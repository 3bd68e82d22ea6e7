//! Verification scanning endpoints

use axum::{extract::State, routing::post, Json, Router};
use galpon_common::Operator;
use serde::{Deserialize, Serialize};
use uuid::Uuid;

use crate::classify;
use crate::db::shipments::TransitionOutcome;
use crate::error::{ApiError, ApiResult};
use crate::models::{ScanResult, ShipmentStatus};
use crate::stats::VerificationStats;
use crate::{db, AppState};

/// POST /api/vms/verification/scan request
#[derive(Debug, Deserialize)]
pub struct ScanRequest {
    pub shipment_id: Uuid,
    pub tracking_number: String,
}

/// POST /api/vms/verification/scan response
#[derive(Debug, Serialize)]
pub struct ScanResponse {
    #[serde(flatten)]
    pub result: ScanResult,
    pub stats: VerificationStats,
}

/// POST /api/vms/verification/finalize request
#[derive(Debug, Deserialize)]
pub struct FinalizeRequest {
    pub shipment_id: Uuid,
}

/// POST /api/vms/verification/finalize response
#[derive(Debug, Serialize)]
pub struct FinalizeResponse {
    pub shipment_id: Uuid,
    pub status: ShipmentStatus,
    pub stats: VerificationStats,
}

/// POST /api/vms/verification/scan
///
/// Classifies one tracking number against the shipment's two sheets and
/// records the scan. Re-scanning a tracking returns the original outcome
/// with `already_scanned` set and leaves the counters untouched.
pub async fn scan(
    State(state): State<AppState>,
    operator: Operator,
    Json(request): Json<ScanRequest>,
) -> ApiResult<Json<ScanResponse>> {
    let shipment = db::shipments::load_shipment(&state.db, request.shipment_id)
        .await?
        .ok_or_else(|| {
            ApiError::NotFound(format!("Shipment not found: {}", request.shipment_id))
        })?;
    operator.check_provider_access(shipment.provider_id)?;

    if !matches!(
        shipment.status,
        ShipmentStatus::PreRuteo | ShipmentStatus::Verificacion
    ) {
        return Err(ApiError::Conflict(format!(
            "Shipment in {} does not accept verification scans",
            shipment.status.as_str()
        )));
    }

    let tracking = classify::normalize_scan(&request.tracking_number);
    if tracking.is_empty() {
        return Err(ApiError::BadRequest("tracking_number must not be empty".to_string()));
    }

    if let Some(existing) = db::scans::find_scan(&state.db, shipment.id, tracking).await? {
        return duplicate_response(&state, existing).await;
    }

    let (in_pre_alerta, in_pre_ruteo) =
        db::records::tracking_membership(&state.db, shipment.id, tracking).await?;
    let status = classify::classify(in_pre_alerta, in_pre_ruteo);

    let scan = match db::scans::insert_scan(&state.db, shipment.id, tracking, status, &operator.name)
        .await?
    {
        Some(scan) => scan,
        // Another station inserted the same tracking in between
        None => {
            let existing = db::scans::find_scan(&state.db, shipment.id, tracking)
                .await?
                .ok_or_else(|| ApiError::Internal("Scan vanished after conflict".to_string()))?;
            return duplicate_response(&state, existing).await;
        }
    };

    if shipment.status == ShipmentStatus::PreRuteo {
        // First scan opens verification; a concurrent first scan may have
        // already done so, which is fine
        let outcome =
            db::shipments::transition_shipment(&state.db, shipment.id, ShipmentStatus::Verificacion)
                .await?;
        if matches!(outcome, TransitionOutcome::Applied) {
            tracing::info!(shipment_id = %shipment.id, "Shipment entered VERIFICACION");
        }
    }

    tracing::debug!(
        shipment_id = %shipment.id,
        tracking = %scan.tracking_number,
        status = scan.status.as_str(),
        "Package scanned"
    );

    let stats = db::scans::verification_stats(&state.db, shipment.id).await?;
    Ok(Json(ScanResponse {
        result: ScanResult {
            tracking_number: scan.tracking_number,
            status: scan.status,
            already_scanned: false,
            scanned_at: scan.scanned_at,
        },
        stats,
    }))
}

async fn duplicate_response(
    state: &AppState,
    existing: crate::models::ScannedPackage,
) -> ApiResult<Json<ScanResponse>> {
    let stats = db::scans::verification_stats(&state.db, existing.shipment_id).await?;
    Ok(Json(ScanResponse {
        result: ScanResult {
            tracking_number: existing.tracking_number,
            status: existing.status,
            already_scanned: true,
            scanned_at: existing.scanned_at,
        },
        stats,
    }))
}

/// POST /api/vms/verification/finalize
///
/// Closes verification for a shipment; only VERIFICACION shipments qualify,
/// so a shipment that never saw a scan cannot be finalized.
pub async fn finalize(
    State(state): State<AppState>,
    operator: Operator,
    Json(request): Json<FinalizeRequest>,
) -> ApiResult<Json<FinalizeResponse>> {
    let shipment = db::shipments::load_shipment(&state.db, request.shipment_id)
        .await?
        .ok_or_else(|| {
            ApiError::NotFound(format!("Shipment not found: {}", request.shipment_id))
        })?;
    operator.check_provider_access(shipment.provider_id)?;

    match db::shipments::transition_shipment(&state.db, shipment.id, ShipmentStatus::Finalizado)
        .await?
    {
        TransitionOutcome::Applied => {}
        TransitionOutcome::NotFound => {
            return Err(ApiError::NotFound(format!(
                "Shipment not found: {}",
                request.shipment_id
            )))
        }
        TransitionOutcome::Illegal { from } => {
            return Err(ApiError::Conflict(format!(
                "Cannot finalize shipment in {}",
                from.as_str()
            )))
        }
    }

    let stats = db::scans::verification_stats(&state.db, shipment.id).await?;
    tracing::info!(
        shipment_id = %shipment.id,
        operator = %operator.name,
        scanned = stats.total_scanned,
        faltante = stats.faltante,
        "Verification finalized"
    );

    Ok(Json(FinalizeResponse {
        shipment_id: shipment.id,
        status: ShipmentStatus::Finalizado,
        stats,
    }))
}

pub fn verification_routes() -> Router<AppState> {
    Router::new()
        .route("/api/vms/verification/scan", post(scan))
        .route("/api/vms/verification/finalize", post(finalize))
}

## [TASK TO COMPLETE]
This task calls for the number of lines in the entries that contain the string "Router", with no accompanying text.

## [WORKED SOLUTION]
3